How to Find Gold: Prospecting, Panning and Mining for Gold
A Quick Introduction to Gold Prospecting & Panning
Recreational gold prospecting is quickly becoming a popular, profitable outdoor pastime for amateur treasure hunters with gold fever in the United States and other countries around the world.
With nothing more than a simple gold pan and a few other inexpensive tools, amateur gold hunters across the country are discovering the joy of mining for gold and making money in the process. And panning for gold isn’t just limited to western states . . . regardless of where you live, there is probably a place nearby where you can buy some simple equipment and start learning how to prospect for gold in streams.
Amateur gold hunting is nothing like the big, expensive undertaking of large-scale commercial gold mine prospecting. When a company is looking for deep placer gold deposits, methods such as drilling and trenching are often used that require high-dollar equipment and employees to run it. Commercial prospecting involves sampling and assaying gold deposits, can even require high-tech methods like magnetic, gravity and seismic geophysical surveying.
Recreational panning, however, can be done easily and inexpensively. Even if you don’t get rich doing it or find a big nugget, prospecting for gold is a great way to have fun outdoors, learn a new hobby, and make a little extra money in the process.
How to Pan for Gold: A Simple Step-By-Step Primer
Planning Ahead for Successful Gold Prospecting
First of all, it’s important to remember that you aren’t going to simply pan gold out of any random stream. It pays to do a small amount of research and identify places where people have successfully prospected for gold already.
The basic concept behind hunting for gold and panning it out of a stream is simple: gold is heavy. It stays at the bottom of a stream and often accumulates in sand located near the shore and banks, bends in the stream, and cracks and crevices in rocks. When panning for gold, you’re simply trying to get that heaviest material–the gold–to filter down into the bottom of the pan you’re using.
Before you start prospecting, take some time to find the best place along the stream to pan. Pick a spot where the water doesn’t move very quickly, because fast-flowing water could potentially wash gold out of your pan. Some flow is vital, however, so that you can keep the water clear of sediment and sand for a clear view while you’re panning.
The Process of Panning for Gold
Start by putting a limited amount of gravel and dirt into the pan (only fill the pan up about one-fourth to one-half of the way). Dip the pan into the water to get your material wet, then shake it around pretty hard side-to-side and in a circular fashion (make sure you don’t wash away much of the material when you’re doing this initial shaking). This will make heavy stuff in the pan go to the bottom, and lighter materials rise up.

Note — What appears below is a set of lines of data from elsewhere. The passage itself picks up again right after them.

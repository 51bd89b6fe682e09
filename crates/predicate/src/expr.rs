//! Host-side expression trees.
//!
//! An [`Expr`] is what typed query code builds: parameters, member accesses, method calls and
//! lambdas, much like a compiler-generated expression tree. Trees are merged and inlined by the
//! [`compose`](crate::compose) module and lowered into a [`Predicate`](crate::Predicate) before
//! serialization.

use std::fmt;

use crate::ast::BinaryOperator;
use crate::schema::ValueType;
use crate::value::Value;

/// A lambda parameter. Parameters are identified by name.
#[derive(Debug, Clone, PartialEq, Eq, Hash)]
pub struct Param {
    name: String,
}

impl Param {
    pub fn new(name: impl Into<String>) -> Self {
        Self { name: name.into() }
    }

    pub fn name(&self) -> &str {
        &self.name
    }
}

impl fmt::Display for Param {
    fn fmt(&self, f: &mut fmt::Formatter<'_>) -> fmt::Result {
        write!(f, "{}", self.name)
    }
}

/// Unary host operators.
#[derive(Debug, Clone, PartialEq)]
pub enum HostUnary {
    Not,
    Negate,
    /// A conversion to another type, e.g. `int` to `int?`.
    Convert(ValueType),
}

#[derive(Debug, Clone, PartialEq)]
pub enum Expr {
    Constant(Value),
    Parameter(Param),
    Member {
        target: Box<Expr>,
        name: String,
    },
    Binary {
        op: BinaryOperator,
        left: Box<Expr>,
        right: Box<Expr>,
    },
    Unary {
        op: HostUnary,
        operand: Box<Expr>,
    },
    Conditional {
        test: Box<Expr>,
        if_true: Box<Expr>,
        if_false: Box<Expr>,
    },
    /// A method call. Static methods have no target.
    Call {
        target: Option<Box<Expr>>,
        method: String,
        args: Vec<Expr>,
    },
    New {
        type_name: String,
        args: Vec<Expr>,
    },
    ListInit {
        new: Box<Expr>,
        items: Vec<Vec<Expr>>,
    },
    TypeIs {
        operand: Box<Expr>,
        type_name: String,
    },
    Lambda(Lambda),
    Invoke {
        target: Box<Expr>,
        args: Vec<Expr>,
    },
    Quote(Box<Expr>),
    MemberInit {
        new: Box<Expr>,
        bindings: Vec<(String, Expr)>,
    },
    NewArray(Vec<Expr>),
}

/// A lambda expression, `params => body`.
#[derive(Debug, Clone, PartialEq)]
pub struct Lambda {
    params: Vec<Param>,
    body: Box<Expr>,
}

impl Lambda {
    pub fn new(params: Vec<Param>, body: Expr) -> Self {
        Self {
            params,
            body: Box::new(body),
        }
    }

    /// Shorthand for a single-parameter lambda.
    pub fn unary(param: Param, body: Expr) -> Self {
        Self::new(vec![param], body)
    }

    pub fn params(&self) -> &[Param] {
        &self.params
    }

    pub fn body(&self) -> &Expr {
        &self.body
    }

    pub fn into_body(self) -> Expr {
        *self.body
    }
}

impl Expr {
    pub fn constant(value: impl Into<Value>) -> Expr {
        Expr::Constant(value.into())
    }

    pub fn param(param: &Param) -> Expr {
        Expr::Parameter(param.clone())
    }

    /// Accesses a member of this expression.
    pub fn member(self, name: impl Into<String>) -> Expr {
        Expr::Member {
            target: Box::new(self),
            name: name.into(),
        }
    }

    /// Accesses a `/`-separated member chain, e.g. `ComplexProperty/Foo`.
    pub fn path(self, path: &str) -> Expr {
        path.split('/').fold(self, Expr::member)
    }

    pub fn binary(op: BinaryOperator, left: Expr, right: Expr) -> Expr {
        Expr::Binary {
            op,
            left: Box::new(left),
            right: Box::new(right),
        }
    }

    pub fn eq(self, other: Expr) -> Expr {
        Expr::binary(BinaryOperator::Eq, self, other)
    }

    pub fn ne(self, other: Expr) -> Expr {
        Expr::binary(BinaryOperator::Ne, self, other)
    }

    pub fn gt(self, other: Expr) -> Expr {
        Expr::binary(BinaryOperator::Gt, self, other)
    }

    pub fn ge(self, other: Expr) -> Expr {
        Expr::binary(BinaryOperator::Ge, self, other)
    }

    pub fn lt(self, other: Expr) -> Expr {
        Expr::binary(BinaryOperator::Lt, self, other)
    }

    pub fn le(self, other: Expr) -> Expr {
        Expr::binary(BinaryOperator::Le, self, other)
    }

    /// Short-circuit `&&`.
    pub fn and_also(self, other: Expr) -> Expr {
        Expr::binary(BinaryOperator::And, self, other)
    }

    /// Short-circuit `||`.
    pub fn or_else(self, other: Expr) -> Expr {
        Expr::binary(BinaryOperator::Or, self, other)
    }

    pub fn not(self) -> Expr {
        Expr::Unary {
            op: HostUnary::Not,
            operand: Box::new(self),
        }
    }

    pub fn convert(self, ty: ValueType) -> Expr {
        Expr::Unary {
            op: HostUnary::Convert(ty),
            operand: Box::new(self),
        }
    }

    /// Calls an instance method on this expression.
    pub fn call(self, method: impl Into<String>, args: Vec<Expr>) -> Expr {
        Expr::Call {
            target: Some(Box::new(self)),
            method: method.into(),
            args,
        }
    }

    /// Calls a static method.
    pub fn call_static(method: impl Into<String>, args: Vec<Expr>) -> Expr {
        Expr::Call {
            target: None,
            method: method.into(),
            args,
        }
    }

    pub fn invoke(target: Expr, args: Vec<Expr>) -> Expr {
        Expr::Invoke {
            target: Box::new(target),
            args,
        }
    }

    /// A short name for the node kind, used in diagnostics.
    pub fn kind(&self) -> &'static str {
        match self {
            Expr::Constant(_) => "Constant",
            Expr::Parameter(_) => "Parameter",
            Expr::Member { .. } => "MemberAccess",
            Expr::Binary { .. } => "Binary",
            Expr::Unary { .. } => "Unary",
            Expr::Conditional { .. } => "Conditional",
            Expr::Call { .. } => "Call",
            Expr::New { .. } => "New",
            Expr::ListInit { .. } => "ListInit",
            Expr::TypeIs { .. } => "TypeIs",
            Expr::Lambda(_) => "Lambda",
            Expr::Invoke { .. } => "Invoke",
            Expr::Quote(_) => "Quote",
            Expr::MemberInit { .. } => "MemberInit",
            Expr::NewArray(_) => "NewArray",
        }
    }

    /// Returns a copy with every free occurrence of `from` replaced by `to`.
    ///
    /// Nested lambdas that declare a parameter with the same name shadow it.
    pub fn replace_parameter(&self, from: &Param, to: &Expr) -> Expr {
        let replace = |expr: &Expr| Box::new(expr.replace_parameter(from, to));
        let replace_all = |exprs: &[Expr]| {
            exprs
                .iter()
                .map(|expr| expr.replace_parameter(from, to))
                .collect::<Vec<_>>()
        };
        match self {
            Expr::Parameter(param) if param == from => to.clone(),
            Expr::Constant(_) | Expr::Parameter(_) => self.clone(),
            Expr::Member { target, name } => Expr::Member {
                target: replace(target),
                name: name.clone(),
            },
            Expr::Binary { op, left, right } => Expr::Binary {
                op: *op,
                left: replace(left),
                right: replace(right),
            },
            Expr::Unary { op, operand } => Expr::Unary {
                op: op.clone(),
                operand: replace(operand),
            },
            Expr::Conditional {
                test,
                if_true,
                if_false,
            } => Expr::Conditional {
                test: replace(test),
                if_true: replace(if_true),
                if_false: replace(if_false),
            },
            Expr::Call {
                target,
                method,
                args,
            } => Expr::Call {
                target: target.as_deref().map(replace),
                method: method.clone(),
                args: replace_all(args),
            },
            Expr::New { type_name, args } => Expr::New {
                type_name: type_name.clone(),
                args: replace_all(args),
            },
            Expr::ListInit { new, items } => Expr::ListInit {
                new: replace(new),
                items: items.iter().map(|item| replace_all(item)).collect(),
            },
            Expr::TypeIs { operand, type_name } => Expr::TypeIs {
                operand: replace(operand),
                type_name: type_name.clone(),
            },
            Expr::Lambda(lambda) if lambda.params.contains(from) => self.clone(),
            Expr::Lambda(lambda) => Expr::Lambda(Lambda {
                params: lambda.params.clone(),
                body: replace(&lambda.body),
            }),
            Expr::Invoke { target, args } => Expr::Invoke {
                target: replace(target),
                args: replace_all(args),
            },
            Expr::Quote(inner) => Expr::Quote(replace(inner)),
            Expr::MemberInit { new, bindings } => Expr::MemberInit {
                new: replace(new),
                bindings: bindings
                    .iter()
                    .map(|(name, expr)| (name.clone(), expr.replace_parameter(from, to)))
                    .collect(),
            },
            Expr::NewArray(items) => Expr::NewArray(replace_all(items)),
        }
    }
}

These lighter materials are worthless, so you can take out the larger rocks and pebbles that rise to the top, while breaking apart clumps of clay and dirt. This process of shaking and removing lighter materials from your pan is called “stratifying,” and you’re going to repeat it quite a few times in hopes of making sure that valuable gold is the last thing to remain at the bottom of the pan.
While you are rocking your pan back and forth to get the gravel and dirt to the top, your view will get obscured by the mucky water . . . that’s why we chose an area in the stream that still had some gentle water current flow. You can (carefully) dip the pan into the water and let the flow carry off the muddy water, dirt and gravel to clear your view of the material in the pan.
Now you can lift your pan up out of the stream while making sure there is still some water mixed in with the material. While tilting the pan forward, shake it gently to make the gold settle down into the bottom of the pan. When doing this, be careful not to let the material wash away over the lip of the pan!
As you continue repeating this rinsing, rocking and shaking pattern with your pan, you’ll end up with a little bit of material in the bottom of the pan that will get progressively darker (this is because the heavy material is mainly made up of iron). Keep rinsing out material from your pan until all that is left is black (iron) sand. Remember: take your time! It’s going to take you a while to get a feel for panning, and you’ll get better at it with practice.
As you remove more and more of the lighter, worthless material from your pan, you may start to see bright flakes of gold standing out against the dark iron sand. Keep gently shaking the pan to get rid of the unwanted material until you have only a few spoonfuls of black sand left.
Many amateur gold prospectors take this black sand home in order to complete the process of separating and removing the gold flakes. One frequently used tool in separating the black iron sand from the gold is a magnet, which will attract the iron and leave other materials behind.